Sciatica is a condition caused by pressure on the sciatic nerve. The sciatic nerve is actually a bundle of nerves that branches off from the base of the spine, through the buttocks and down the legs. When pressure is put on the sciatic nerve, it can cause symptoms ranging from tingling and/or numbness to excruciating pain. These are the major causes of sciatica:
- Herniated Disc: the vertebrae of the spine are separated by spongy discs. When a disc in the lumbar (lower) region of the back herniates, it bulges out and puts pressure on the sciatic nerve.
- Piriformis Syndrome: The piriformis muscle is a small, pear shaped muscle connecting the lower spine (sacrum) to the top of the thigh bone (femur). Injury to this muscle can exert pressure on the sciatic nerve and cause sciatica.
- Spinal Stenosis: constriction or narrowing in the spinal canal can cause muscular imbalances that result in pressure on the sciatic nerve.
- Isthmic Spondylolisthesis: this is the scientific term for a dislocated vertebra that puts pressure on the sciatic nerve.
Before you undertake any kind of treatment for sciatica, it is vitally important to know the cause of your condition. An exercise treatment for Piriformis Syndrome, for example, may be the worst type of exercise for sciatica caused by a herniated disc.
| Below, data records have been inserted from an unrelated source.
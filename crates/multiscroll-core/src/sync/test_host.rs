//! Host double that records every call the engine makes.

use std::collections::{HashMap, HashSet};

use super::host::{ChildBounds, ListHost, Listener};

#[derive(Debug, Clone, PartialEq, Eq)]
pub enum Call {
    AddListener(u32, Listener),
    RemoveListener(u32, Listener),
    RequestLayout(u32),
    ScrollBy { id: u32, dx: i32, dy: i32 },
    StopScroll(u32),
    ScrollToPosition { id: u32, position: usize, offset: i32 },
}

#[derive(Debug, Default)]
pub struct RecordingHost {
    calls: Vec<Call>,
    listeners: HashMap<u32, HashSet<Listener>>,
    laid_out: HashSet<u32>,
    layout_requested: HashSet<u32>,
    children: HashMap<u32, Vec<ChildBounds>>,
}

impl RecordingHost {
    pub fn new() -> Self {
        Self::default()
    }

    pub fn take_calls(&mut self) -> Vec<Call> {
        std::mem::take(&mut self.calls)
    }

    pub fn listeners(&self, id: u32) -> HashSet<Listener> {
        self.listeners.get(&id).cloned().unwrap_or_default()
    }

    /// Complete a layout pass showing one square child of `size` (none when 0)
    pub fn lay_out(&mut self, id: u32, size: u32) {
        let children = if size > 0 {
            vec![ChildBounds {
                position: 0,
                width: size,
                height: size,
            }]
        } else {
            Vec::new()
        };
        self.children.insert(id, children);
        self.mark_laid_out(id);
    }

    pub fn mark_laid_out(&mut self, id: u32) {
        self.laid_out.insert(id);
        self.layout_requested.remove(&id);
    }

    pub fn mark_layout_requested(&mut self, id: u32) {
        self.layout_requested.insert(id);
    }

    pub fn set_children(&mut self, id: u32, children: Vec<ChildBounds>) {
        self.children.insert(id, children);
    }
}

impl ListHost for RecordingHost {
    type Id = u32;

    fn add_listener(&mut self, id: u32, listener: Listener) {
        self.listeners.entry(id).or_default().insert(listener);
        self.calls.push(Call::AddListener(id, listener));
    }

    fn remove_listener(&mut self, id: u32, listener: Listener) {
        if let Some(listeners) = self.listeners.get_mut(&id) {
            listeners.remove(&listener);
        }
        self.calls.push(Call::RemoveListener(id, listener));
    }

    fn is_laid_out(&self, id: u32) -> bool {
        self.laid_out.contains(&id) && !self.layout_requested.contains(&id)
    }

    fn request_layout(&mut self, id: u32) {
        self.layout_requested.insert(id);
        self.calls.push(Call::RequestLayout(id));
    }

    fn child_count(&self, id: u32) -> usize {
        self.children.get(&id).map(Vec::len).unwrap_or(0)
    }

    fn child_at(&self, id: u32, index: usize) -> Option<ChildBounds> {
        self.children.get(&id)?.get(index).copied()
    }

    fn scroll_by(&mut self, id: u32, dx: i32, dy: i32) {
        self.calls.push(Call::ScrollBy { id, dx, dy });
    }

    fn stop_scroll(&mut self, id: u32) {
        self.calls.push(Call::StopScroll(id));
    }

    fn scroll_to_position_with_offset(&mut self, id: u32, position: usize, offset: i32) {
        self.calls.push(Call::ScrollToPosition {
            id,
            position,
            offset,
        });
    }
}
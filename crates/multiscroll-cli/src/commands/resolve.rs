use anyhow::{bail, Result};

use multiscroll_core::sync::{resolve_anchor, Anchor, FixedCellSizer};

/// Anchor for `displacement` over the sizes given on the command line
fn resolve(displacement: i64, size: Option<u32>, sizes: &[u32]) -> Result<Anchor> {
    let anchor = match size {
        Some(size) => FixedCellSizer::new(size).resolve(displacement),
        None if !sizes.is_empty() => {
            resolve_anchor(displacement, |position| sizes.get(position).copied())
        }
        None => bail!("Pass --size or --sizes"),
    };
    Ok(anchor.map_err(multiscroll_core::Error::from)?)
}

pub fn run(displacement: i64, size: Option<u32>, sizes: &[u32]) -> Result<()> {
    let anchor = resolve(displacement, size, sizes)?;

    println!("position: {}", anchor.position);
    println!("offset:   {}", anchor.offset);
    println!(
        "scroll_to_position_with_offset({}, {})",
        anchor.position,
        -(anchor.offset as i64)
    );
    Ok(())
}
Sciatica First Aid Treatment
When you are feeling acute pain from sciatica, alternating hot and cold compresses increase circulation, relieve pain and may aid in faster recovery from the condition.
Dietary Treatments for Sciatica
No matter what the original cause of sciatica, muscle spasms and inflammation become part of the problem. A diet rich in magnesium can help relieve muscle spasms. Peanuts, almonds, cashew and other nuts are great sources of magnesium, as are beans, bananas and leafy green vegetables. Beverages containing caffeine and calcium deplete magnesium, so coffee, caffeinated soft drinks and calcium supplements should be reduced or eliminated. Phytates, which occur in whole grain foods and unleavened breads, also deplete magnesium levels, so they too should be avoided, at least while the condition is acute.
Any foods rich in vitamin B and vitamin B-complex will aid in the healing process. Some of these include whole grains. As mentioned, these deplete magnesium, so should be avoided. Other foods containing both magnesium and B vitamins include nuts, bananas, spinach and other leafy green vegetables. This makes them even more important additions to your diet when treating sciatica.
Garlic, either raw or as a supplement is said to be an effective treatment. In Germany, raw sauerkraut has been used for centuries for all kinds of pain relief, including sciatica.
Elderberry has a reputation for being a muscle relaxant and is another old folk remedy for sciatica. Either elderberry juice or tea is said to be effective.
Acupuncture for Sciatica
Acupuncture has been used in China as a treatment for sciatica and general pain relief for thousands of years. During an acupuncture treatment, very fine needles are inserted just beneath the surface of the skin in precise areas known as "meridians". This is said to relieve blockages in the flow of energy or "Qi" throughout the body.
Trigger Point Therapy for Sciatica
Trigger points are knots of muscular contraction in the body. A trained trigger point therapist can pinpoint these knots and release the tension caused by them. Often, the point the therapist works on is not located at the point of pain. This is because the felt pain is "referred pain", so don't be surprised if a trigger point therapist does not work on the points where you feel pain.
Chiropractic Treatment for Sciatica
Chiropractors view the spine as the cause of most maladies. Depending on the type of sciatica you are suffering from and the severity of the problem, a chiropractor may decide on any of a number of treatments. A chiropractor may also recommend an exercise program to help alleviate the symptoms of the condition and help prevent its recurrence.
Exercises for Sciatica
Most experts now agree that complete inactivity or bed rest actually aggravates sciatica. No matter what the cause of sciatica, some form of exercise is recommended. The catch is that the wrong kind of exercise can aggravate your condition, so it is important to first get a professional diagnosis of the cause of your sciatica and then consult a trained health care practitioner before you undertake any kind of training program.
Sports therapists recommend specific exercises for the treatment of sciatica caused by piriformis syndrome. If you have been diagnosed as having this type of sciatica, you may want to consult with a sports therapist or physiotherapist with experience in this area.
When properly performed, yoga, pilates and other gentle forms of stretching exercises can help prevent the occurrence of sciatica and help prevent their re-occurrence. Whatever type of exercise you choose, do it slowly and carefully. Never try to push yourself beyond your pain threshold. These forms of exercise are not recommended for acute cases of sciatica caused by a herniated disc unless under trained supervision.
If you are suffering from sciatica, take heart: there are natural treatments available. Surgery is rarely necessary and is usually not advised unless it is unavoidable. With the right care and treatment, you can be back to normal again without surgery and know how to prevent future recurrences.